Episode: 553 |
Phil Bellaria:
AI Project Case Study:


Phil Bellaria

AI Project Case Study

Show Notes

In this episode of Unleashed, Phil Bellaria shares a case example of building a Chat GPT using open-source large language models. The client was a large telecommunications company with an immense amount of unstructured data, including customer feedback, feedback from employees through surveys, and transcript transcripts from millions of phone conversations and text chats. The problem statement was to derive insights and understand the state of the business, identify trends and topics as quickly as possible. The process took place through 2018-2020. Working with a data scientist, and using Google’s BERT methodology for natural language processing, the team coded an algorithm that identified topics and classifiers from the unstructured data, scored each topic and phrase on sentiment (positive or negative comments) and created a short summary of customer or employee comments related to each topic. The process of building and running the model was processing intensive, and the first step was testing and iterating the model on smaller samples of data. The company held employee surveys, which was processed through the test model, the data was reviewed by HR business partners and business leaders to check for accuracy. The model was trained on all the information in Wikipedia, but other specific information and words were added to refine it. Over six to eight months, the model was able to accurately represent what employees were saying. 


Using AI to Improve Sales Pitches

Phil discusses the use of AI in business applications and how it can be used to improve sales pitches. He explains that the problem was to understand why sales agents were not pitching a strategic product effectively. By feeding data from conversations with customers about the product, the algorithm was able to identify words and phrases associated with successful sales and non-successful sales. This information was then used to train sales agents on the right expressions and words to use when pitching the product.  Phil shares some phrases that work well and those that don’t, such as promoting a streaming product by associating it with popular shows. He also discusses the challenges of building AI models and securing and protecting data. He also addresses the cost of building an AI model.

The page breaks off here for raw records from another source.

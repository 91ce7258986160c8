//! Client layer driving a live endpoint.

mod helpers;

use std::sync::Arc;
use std::time::Duration;

use wiremock::matchers::method;
use wiremock::{Mock, MockServer, ResponseTemplate};

use widget_scout::client::{
    FileStore, HttpParserApi, ParserCache, ParserSubscription, ResultCache, SubscriptionState,
};
use widget_scout::clock::SystemClock;
use widget_scout::DetectionMode;

use helpers::{closed_port, spawn_endpoint};

#[tokio::test]
async fn test_subscription_settles_with_endpoint_result() {
    let site = MockServer::start().await;
    Mock::given(method("GET"))
        .respond_with(
            ResponseTemplate::new(200)
                .set_body_string(r#"<script src="https://mc.yandex.ru/metrika/tag.js"></script>"#),
        )
        .expect(1)
        .mount(&site)
        .await;
    let endpoint = spawn_endpoint(Duration::from_secs(5)).await;

    let cache_dir = tempfile::tempdir().expect("tempdir");
    let store = Arc::new(FileStore::open(cache_dir.path()).expect("store"));
    let cache = Arc::new(ParserCache::new(store, Arc::new(SystemClock)));
    let api = Arc::new(HttpParserApi::new(reqwest::Client::new(), &endpoint.base_url));
    let notifier = widget_scout::client::DetectionNotifier::default();
    let mut events = notifier.subscribe();

    let subscription = ParserSubscription::new(api, cache.clone(), notifier)
        .with_debounce(Duration::from_millis(20));
    let mut rx = subscription.watch();

    subscription.set_input(site.uri(), DetectionMode::All);
    let snapshot = tokio::time::timeout(
        Duration::from_secs(10),
        rx.wait_for(|s| s.state == SubscriptionState::Settled),
    )
    .await
    .expect("settles in time")
    .expect("sender alive")
    .clone();

    let data = snapshot.data.expect("detection data");
    assert_eq!(data.detected.len(), 1);
    assert_eq!(data.detected[0].id, "yandexMetrika");

    let event = events.recv().await.expect("broadcast");
    assert_eq!(event.result, data);

    // Written through to the file-backed cache
    assert_eq!(cache.get(&site.uri()), Some(data));

    // Same input again is served from cache: the site mock expects one hit
    subscription.set_input(site.uri(), DetectionMode::All);
    tokio::time::timeout(
        Duration::from_secs(10),
        rx.wait_for(|s| s.state == SubscriptionState::Settled),
    )
    .await
    .expect("settles in time")
    .expect("sender alive");

    endpoint.stop().await;
}

#[tokio::test]
async fn test_subscription_receives_fallback_body() {
    let endpoint = spawn_endpoint(Duration::from_secs(5)).await;
    let api = Arc::new(HttpParserApi::new(reqwest::Client::new(), &endpoint.base_url));
    let cache = Arc::new(ParserCache::new(
        Arc::new(widget_scout::client::MemoryStore::new()),
        Arc::new(SystemClock),
    ));

    let subscription = ParserSubscription::new(api, cache, Default::default())
        .with_debounce(Duration::from_millis(20));
    let mut rx = subscription.watch();

    // Passes client-side normalization but the endpoint cannot reach it
    subscription.set_input(format!("http://127.0.0.1:{}", closed_port()), DetectionMode::All);
    let snapshot = tokio::time::timeout(
        Duration::from_secs(10),
        rx.wait_for(|s| s.state == SubscriptionState::Settled),
    )
    .await
    .expect("settles in time")
    .expect("sender alive")
    .clone();

    // Graceful fallback body is a valid, empty result and is not cached
    let data = snapshot.data.expect("fallback body");
    assert!(data.detected.is_empty());
    assert!(data.error.is_some());

    endpoint.stop().await;
}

Using AI for Next Best Customer Actions

Phil shares one example of AI-related projects which used AI algorithms to predetermine the next best action for a customer that can be used in real time to learn the best approach in customer interaction. The AI engine uses reinforcement learning to improve the power of the recommendations. The process involved building the right APIs into existing systems and ensuring SLAs in terms of responsiveness. The algorithm itself uses sophisticated statistical modeling techniques, but the main challenge was integration and timeliness. Phil talks about the challenges of implementing this process. He emphasizes the importance of defining the business problem and getting the technical team involved early in the process. He talks about time spent translating the problem into technical applications, allowing technical personnel to use their skills to solve the problem.  He also shares a timeline for starting a recommendation algorithm. The process includes writing, pulling in data, creating a data environment, scoring, and algorithms. Another consideration is change management which involves limited pilots and controlled AB tests across the population, and time allotted to roll out and testing. Phil discusses the power of AI in data analysis, stating that it can provide insights and interactions that are not always available before. The real power lies in bringing new agents to speed up the process and elevating the performance of middle-tier agents. The lower performing agents often wouldn’t use the tool, so they don’t see as much impact. 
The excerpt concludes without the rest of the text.